1Personally I would prefer the style of function 1 over function 0. Function 0 is clever in its use of pre-increment (if ( ++theIndex != theSize )) and this cleverness, in my opinion, will hamper future maintenance. A condition that has side-effects is something I would suggest that you avoid.

Comments

1

Neither of them make much sense, there is no reason why anyone would ever use recursion for this. The first version is probably least bad, since it is easiest to read.

The version with static is most dangerous since it isn't thread safe. And using static makes the whole recursion (even more) pointless.

Generally, there are very few cases where recursion makes sense, this is not one of them. All three versions are dangerous, since there are no guarantees that the recursion will stop if the parameters are incorrect. All three versions will consume much more RAM memory than a plain loop and they will execute slower, while also making your program far less readable. Your program will be vulnerable to stack overflows.

Compilers typically don't optimize recursion all that efficiently. Whether they do or not may depend on whether you use "tail recursion" or not.

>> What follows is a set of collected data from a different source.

//! Arithmetic evaluation for "calculate" captchas.
//!
//! The OCR output of a calculation captcha (for example `"12+7=?"`) is
//! untrusted text. It is sanitized down to digits, the four operators and
//! parentheses, parsed into a small [`Expr`] tree by a recursive-descent
//! parser and evaluated with checked exact-rational arithmetic. There is no
//! symbol lookup and no path to general code execution.

mod eval;
mod parser;
mod sanitize;

pub use eval::Number;
pub use parser::{BinaryOp, Expr};
pub use sanitize::sanitize;

use crate::error::{CaptchaError, Result};

/// Sanitize, parse and evaluate `text`.
///
/// Whole results come back as [`Number::Integer`], everything else as
/// [`Number::Decimal`] rounded to six decimal places.
pub fn evaluate(text: &str) -> Result<Number> {
    let expression = sanitize(text);
    if expression.is_empty() {
        return Err(CaptchaError::EmptyExpression);
    }

    let tree = parser::parse(&expression)?;
    eval::evaluate_tree(&tree)
}

#[cfg(test)]
mod tests {
    use super::*;
    use pretty_assertions::assert_eq;

    #[test]
    fn test_precedence() {
        assert_eq!(evaluate("2+3*4").unwrap(), Number::Integer(14));
        assert_eq!(evaluate("(2+3)*4").unwrap(), Number::Integer(20));
        assert_eq!(evaluate("10-4-3").unwrap(), Number::Integer(3));
        assert_eq!(evaluate("100/10/5").unwrap(), Number::Integer(2));
    }

    #[test]
    fn test_ocr_noise_is_sanitized() {
        assert_eq!(evaluate("10/2=?").unwrap(), Number::Integer(5));
        assert_eq!(evaluate(" 7 + 8 = ").unwrap(), Number::Integer(15));
        // 'x' is not an operator; the digits around it merge
        assert_eq!(evaluate("2+3x4").unwrap(), Number::Integer(36));
    }

    #[test]
    fn test_whole_division_is_integer() {
        assert_eq!(evaluate("6/3").unwrap(), Number::Integer(2));
        assert_eq!(evaluate("1/3*3").unwrap(), Number::Integer(1));
    }

    #[test]
    fn test_fractional_results() {
        assert_eq!(evaluate("7/2").unwrap(), Number::Decimal(3.5));
        assert_eq!(evaluate("1/3").unwrap(), Number::Decimal(0.333333));
        assert_eq!(evaluate("2/3").unwrap(), Number::Decimal(0.666667));
        assert_eq!(evaluate("-1/8").unwrap(), Number::Decimal(-0.125));
    }

    #[test]
    fn test_negation() {
        assert_eq!(evaluate("-(2+3)*2").unwrap(), Number::Integer(-10));
        assert_eq!(evaluate("--4").unwrap(), Number::Integer(4));
        assert_eq!(evaluate("3*-2").unwrap(), Number::Integer(-6));
    }

    #[test]
    fn test_errors() {
        assert!(matches!(evaluate("abc"), Err(CaptchaError::EmptyExpression)));
        assert!(matches!(evaluate("=12+3"), Err(CaptchaError::EmptyExpression)));
        assert!(matches!(evaluate("5/0"), Err(CaptchaError::DivisionByZero)));
        assert!(matches!(evaluate("5/(2-2)"), Err(CaptchaError::DivisionByZero)));
        assert!(matches!(
            evaluate("2++3"),
            Err(CaptchaError::UnsupportedConstruct(_))
        ));
        assert!(matches!(
            evaluate("()"),
            Err(CaptchaError::UnsupportedConstruct(_))
        ));
        assert!(matches!(
            evaluate("(1+2"),
            Err(CaptchaError::UnsupportedConstruct(_))
        ));
        assert!(matches!(
            evaluate("99999999999*99999999999"),
            Err(CaptchaError::ArithmeticOverflow)
        ));
    }

    #[test]
    fn test_extreme_literals() {
        const MIN: &str = "(-170141183460469231731687303715884105727-1)";

        assert_eq!(evaluate(&format!("0/{MIN}")).unwrap(), Number::Integer(0));
        assert_eq!(evaluate(&format!("{MIN}*0")).unwrap(), Number::Integer(0));
        for text in [
            MIN.to_string(),
            format!("1/{MIN}"),
            format!("{MIN}/{MIN}"),
            format!("{MIN}-1"),
            format!("-{MIN}"),
            "170141183460469231731687303715884105728".to_string(),
        ] {
            assert!(
                matches!(evaluate(&text), Err(CaptchaError::ArithmeticOverflow)),
                "{text}"
            );
        }
    }

    #[test]
    fn test_result_serializes_as_plain_number() {
        assert_eq!(
            serde_json::to_value(evaluate("2+3").unwrap()).unwrap(),
            serde_json::json!(5)
        );
        assert_eq!(
            serde_json::to_value(evaluate("7/2").unwrap()).unwrap(),
            serde_json::json!(3.5)
        );
    }

    proptest::proptest! {
        #[test]
        fn prop_arbitrary_arithmetic_never_panics(text in "[0-9+*/()-]{0,64}") {
            let _ = evaluate(&text);
        }

        #[test]
        fn prop_small_sums_are_exact(a in -10_000i64..10_000, b in -10_000i64..10_000) {
            let text = format!("{a}+({b})");
            proptest::prop_assert_eq!(evaluate(&text).unwrap(), Number::Integer(a + b));
        }
    }
}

As a side note, your coding & indention style is unreadable and unsafe. Use a new line for each line follow an if/else and always use {} for every if/else statement.

3 Comments

(As a rule of thumb, the only case where it makes sense to use recursion, is the case where it makes sense to use recursion.)
When should we use recursion? I just found that many algorithm demos used recursion so I tried to practise :(
@redcap On a more serious note, the only cases where it makes sense is when you are doing binary search, binary ("merge") sort, binary tree insert/search and similar. These are cases where recursion would likely make the algorithm more readable, and that's the only places where you should use it. Recursion can always be unrolled into a plain loop, but that loop is not necessarily more readable.